Technical Ecstasy | ||||
---|---|---|---|---|
Studio album by Black Sabbath | ||||
Released | 25 September 1976 | |||
Recorded | June 1976 | |||
Studio | Criteria Studios, Miami, Florida | |||
Genre | Heavy metal | |||
Length | 40:35 | |||
Label | Vertigo | |||
Producer | Black Sabbath | |||
Black Sabbath chronology | ||||
|
Professional ratings | |
---|---|
Review scores | |
Source | Rating |
AllMusic | |
The Rolling Stone Album Guide |
Technical Ecstasy is the seventh studio album by English rock band Black Sabbath, produced by guitarist Tony Iommi and released in September 1976. The album was certified Gold on 19 June 1997 and peaked at number 51 on the Billboard 200 Album chart.

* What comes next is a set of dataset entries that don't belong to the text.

//! Pre-defined observation fixtures.

/// Points and windows used across the suite, as `(lon, lat)`.
pub mod location {
    /// Berlin
    pub const BERLIN: (f64, f64) = (13.4, 52.5);

    /// Open ocean near the equator and antimeridian
    pub const PACIFIC: (f64, f64) = (-170.0, 0.0);

    /// Default search radius in degrees
    pub const DEFAULT_RANGE: f64 = 10.0;
}

/// Regular lat/lon axes for grid fixtures.
pub mod grid {
    /// Axis description: `count` values starting at `start`, `step` apart.
    #[derive(Debug, Clone, Copy)]
    pub struct AxisSpec {
        pub start: f64,
        pub step: f64,
        pub count: usize,
    }

    impl AxisSpec {
        pub fn values(&self) -> Vec<f64> {
            (0..self.count)
                .map(|i| self.start + self.step * i as f64)
                .collect()
        }
    }

    /// 5 latitudes from -20 to 20, 10 degrees apart.
    pub const SMALL_LAT: AxisSpec = AxisSpec {
        start: -20.0,
        step: 10.0,
        count: 5,
    };

    /// 4 longitudes from 100 to 130, 10 degrees apart.
    pub const SMALL_LON: AxisSpec = AxisSpec {
        start: 100.0,
        step: 10.0,
        count: 4,
    };

    /// GISTEMP's 2 degree global latitude axis.
    pub const GISTEMP_LAT: AxisSpec = AxisSpec {
        start: -89.0,
        step: 2.0,
        count: 90,
    };

    /// GISTEMP's 2 degree global longitude axis.
    pub const GISTEMP_LON: AxisSpec = AxisSpec {
        start: -179.0,
        step: 2.0,
        count: 180,
    };
}

/// Retrieval timestamps in the encoding OCO-2 L2 files use.
pub mod time {
    pub const RETRIEVAL_2022: &str = "2022-03-14T10:15:30.250Z";
    pub const RETRIEVAL_2023: &str = "2023-08-01T04:00:00.000Z";
    pub const RETRIEVAL_2024: &str = "2024-01-15T12:00:00.000Z";

    /// CF units used for grid fixture time axes.
    pub const GRID_TIME_UNITS: &str = "days since 1800-01-01 00:00:00";
}
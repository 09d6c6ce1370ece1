//! The ingestion pipeline: discover → read → combine → select → tabulate.

use obs_dataset::{
    combine, normalize_time, select, to_table, BoundingWindow, LabeledArrayDataset,
    ObservationTable,
};
use tracing::info;

use crate::config::{IngestionConfig, SourceSpec};
use crate::discovery::discover_files;
use crate::error::Result;
use crate::metadata::RawObservationFile;
use crate::reader::read_observation_file;

/// Outputs of one source run.
#[derive(Debug, Clone)]
pub struct IngestionResult {
    pub source: String,
    pub files_read: usize,
    /// Combined, windowed dataset holding only the measured variable.
    pub dataset: LabeledArrayDataset,
    pub table: ObservationTable,
}

/// Runs the pipeline for one source at a time over the configured raw
/// directory.
pub struct Ingester {
    config: IngestionConfig,
}

impl Ingester {
    pub fn new(config: IngestionConfig) -> Self {
        Self { config }
    }

    pub fn config(&self) -> &IngestionConfig {
        &self.config
    }

    /// Discover, read and combine every raw file for `source`.
    ///
    /// Files are read in name order and the first failing read aborts the
    /// whole load.
    pub fn load_source(&self, source: &SourceSpec) -> Result<(LabeledArrayDataset, usize)> {
        let paths = discover_files(&self.config.raw_dir(), &source.file_prefix, &source.extension)?;

        let mut datasets = Vec::with_capacity(paths.len());
        for path in paths {
            let file = RawObservationFile::new(source.format, path, vec![source.variable.clone()]);
            datasets.push(read_observation_file(file)?);
        }

        let files_read = datasets.len();
        let combined = combine(&datasets, &source.concat_dim)?;

        info!(
            source = %source.name,
            files = files_read,
            length = combined.dim_size(&source.concat_dim).unwrap_or(0),
            "Combined source files"
        );

        Ok((combined, files_read))
    }

    /// Full pipeline for `source` restricted to `window`.
    ///
    /// String-encoded times are parsed even when only one file was read, so
    /// the table's time column has the same type whatever the file count.
    pub fn ingest(&self, source: &SourceSpec, window: &BoundingWindow) -> Result<IngestionResult> {
        let (combined, files_read) = self.load_source(source)?;
        let combined = normalize_time(combined)?;

        let selected = select(&combined, window)?;
        let dataset = selected.subset_variables(&[source.variable.as_str()])?;
        let table = to_table(&dataset)?;

        info!(
            source = %source.name,
            year_from = window.year_from,
            rows = table.num_rows(),
            "Ingested source"
        );

        Ok(IngestionResult {
            source: source.name.clone(),
            files_read,
            dataset,
            table,
        })
    }
}
//! Loaders for processed tabular artifacts.

use std::path::Path;

use bytes::Bytes;
use obs_dataset::ObservationTable;
use tracing::debug;

use crate::destination::Encoding;
use crate::error::{StorageError, StorageResult};
use crate::object_store::{processed_key, ObjectStorage};
use crate::writer::{artifact_path, decode_csv, decode_parquet};

/// Read `<processed_dir>/<name>.csv` back into a table.
pub fn load_csv(processed_dir: &Path, name: &str) -> StorageResult<ObservationTable> {
    let path = artifact_path(processed_dir, name, Encoding::Csv);
    let data = std::fs::read(&path)?;
    debug!(path = %path.display(), size = data.len(), "Loading CSV artifact");
    decode_csv(&data)
}

/// Read `<processed_dir>/<name>.parquet` back into a table.
pub fn load_parquet(processed_dir: &Path, name: &str) -> StorageResult<ObservationTable> {
    let path = artifact_path(processed_dir, name, Encoding::Parquet);
    let data = std::fs::read(&path)?;
    debug!(path = %path.display(), size = data.len(), "Loading Parquet artifact");
    decode_parquet(Bytes::from(data))
}

/// Fetch `processed/<name>.<ext>` from object storage and decode it.
pub async fn fetch_table(
    storage: &ObjectStorage,
    name: &str,
    encoding: Encoding,
) -> StorageResult<ObservationTable> {
    let key = processed_key(name, encoding.extension());
    let data = storage.get(&key).await?;
    match encoding {
        Encoding::Csv => decode_csv(&data),
        Encoding::Parquet => decode_parquet(data),
        Encoding::Zarr => Err(StorageError::UnsupportedArtifact {
            encoding: encoding.extension(),
            artifact: "table",
        }),
    }
}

After the frustrating legal battles that accompanied the recording of their 1975 album Sabotage, Black Sabbath chose Miami's Criteria Studios for the making of Technical Ecstasy, which continued the band's separation from its signature doom and darkness that had been a trademark of the sound of their earlier albums. Writing in the July 2001 issue of Guitar World Dan Epstein noted, "The sessions proved extremely relaxing for everyone except Iommi, who was left to oversee the production while the others sunned themselves on the beach." Iommi explained to Guitar World in 1992, "We recorded the album in Miami, and nobody would take responsibility for the production. No one wanted to bring in an outside person for help, and no one wanted the whole band to produce it. So they left it all to me!" In the liner notes to the band's 1998 live album Reunion, Phil Alexander writes that while the band were struggling to finish the album "rock had spawned a new set of iconoclasts as the Sex Pistols, the Clash and the Damned led the UK rock explosion. Suddenly Sabbath found themselves both unsure of their musical direction and labeled as has-beens." "It's not like now: If you're a heavy metal band, you put out a heavy metal album," Butler explained to Uncut in 2014. "Back then, you had to at least try to be modern and keep up. Punk was massive then and we felt that our time had come and gone." To make matters worse for the band, manager Don Arden began spending more of his time focusing on another one of his acts, ELO, whose 1975 album Face The Music was their first to make the US top ten. Iommi's determination to move Sabbath into a new direction was misguided according to some, with Mick Wall noting in the 2013 book Black Sabbath: Symptom of the Universe that while future soft rock million-sellers Hotel California and Rumours were just around the corner, "to try and force that sound on Black Sabbath was like trying to put lamb's wool on a suit of armour. It just didn't work, pleasing nobody."